Source : Adapté de l’Équipe de travail spécialisée sur le genre du Réseau inter-agences pour l’éducation en situations d’urgence, 2006, « Preventing and Responding to Gender Based Violence In and Through Education », p. 6. (Réseau inter-agences pour l’éducation en situations d’urgence)
Outils supplémentaires :
La boîte à outils pour une bonne école (Good School Toolkit) de Raising Voices en Ouganda contient un ensemble d’idées et d’outils pour aider les éducateurs à définir ce qu’est une bonne école, et pour les guider tout au long d’un processus qui les aidera à en créer une. Elle a été élaborée avec l’aide d’écoles ougandaises et se focalise délibérément sur des idées et des activités qui ne requièrent pas de ressources financières particulières, mais uniquement de la volonté et de la persévérance. La boîte à outils comporte quatre objectifs interdépendants liés à la création d’une vision commune, à la mise sur pied d’un environnement d’apprentissage, à la mise en œuvre d’une méthode d’enseignement plus progressive et à la question de la gouvernance de l’école.
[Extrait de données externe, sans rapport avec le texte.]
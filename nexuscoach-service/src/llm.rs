//! Text generation providers.
//!
//! A [`TextGenerator`] turns a fully rendered prompt into reply text. The
//! service treats every failure as recoverable and falls back to templates.

mod gemini;
mod ollama;

pub use gemini::GeminiGenerator;
pub use ollama::OllamaGenerator;

use std::sync::Arc;

use async_trait::async_trait;
use tracing::{info, warn};

use crate::config::{LlmConfig, LlmProvider};
use crate::error::ServiceResult;

/// Sampling settings shared by the providers
#[derive(Debug, Clone, Copy, PartialEq)]
pub struct Sampling {
    pub temperature: f32,
    pub top_p: f32,
    pub max_output_tokens: u32,
}

impl From<&LlmConfig> for Sampling {
    fn from(config: &LlmConfig) -> Self {
        Self {
            temperature: config.temperature,
            top_p: config.top_p,
            max_output_tokens: config.max_output_tokens,
        }
    }
}

#[async_trait]
pub trait TextGenerator: Send + Sync {
    /// Provider name for logs and metrics
    fn name(&self) -> &'static str;

    /// Generate reply text. Empty output is an error.
    async fn generate(&self, prompt: &str) -> ServiceResult<String>;
}

/// Build the configured generator. `None` means templates only.
pub fn build_generator(config: &LlmConfig) -> ServiceResult<Option<Arc<dyn TextGenerator>>> {
    match config.provider {
        LlmProvider::Rules => {
            info!("Text generation disabled, using reply templates");
            Ok(None)
        }
        LlmProvider::Gemini => match config.api_key() {
            Some(key) => {
                info!(model = %config.model, "Using Gemini text generation");
                Ok(Some(Arc::new(GeminiGenerator::new(config, key)?)))
            }
            None => {
                warn!("llm.provider = gemini but no api key is set, using reply templates");
                Ok(None)
            }
        },
        LlmProvider::Ollama => {
            info!(model = %config.model, url = %config.base_url(), "Using Ollama text generation");
            Ok(Some(Arc::new(OllamaGenerator::new(config)?)))
        }
    }
}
Ces objectifs sont :
- Créer une vision commune de la « bonne école » et identifier les connaissances et les compétences nécessaires pour en bâtir une.
- Créer un environnement sain d’un point de vue physique et psychologique, dans lequel un enseignement efficace peut prendre place.
- Créer une méthode didactique qui aide les enseignants à enseigner et les élèves à apprendre.
- Créer des politiques équitables et respectables qui inspirent le comportement et les actions de l’ensemble de la communauté scolaire. Télécharger la boîte à outils pour de plus amples informations.
Pour obtenir des manuels de formation sur la prévention de la violence envers les filles en milieu scolaire destinés aux étudiants et aux enseignants, consulter : USAID. 2009. Doorways Overview, Doorways 1, Doorways 2 and Doorways 3.
Pour obtenir une liste des indicateurs permettant d’analyser la planification axée sur l’égalité des sexes dans le secteur éducatif, consulter la page 58 du Guide pour l’intégration de l’égalité des sexes dans l’action humanitaire, Comité permanent interorganisations, 2006.
Pour obtenir des informations accompagnées d’exemples sur la façon de structurer les Codes de conduite pour les écoles de réfugiés, consulter l’annexe 1 de « Safe Schools and Learning Environment : How to Prevent and Respond to Violence in Refugee Schools, » par le HCR, 2007b.
Pour obtenir une note d’orientation rapide sur les principales étapes et mesures à garder à l’esprit lorsque l’on aborde la question de la violence envers les femmes et les filles dans le secteur éducatif, consulter l’annexe 3 de « Safe Schools and Learning Environment : How to Prevent and Respond to Violence in Refugee Schools, » par le HCR, 2007b.
Pour obtenir une boîte à outils et des recommandations du HCR sur la prévention et la lutte contre la violence envers les femmes et les filles dans les écoles pour réfugiés, consulter le document du Haut-Commissariat des Nations Unies pour les réfugiés (HCR), 2007b, « Safe Schools and Learning Environment : How to Prevent and Respond to Violence in Refugee Schools », Genève, Section d’appui technique, Division des services opérationnels, HCR.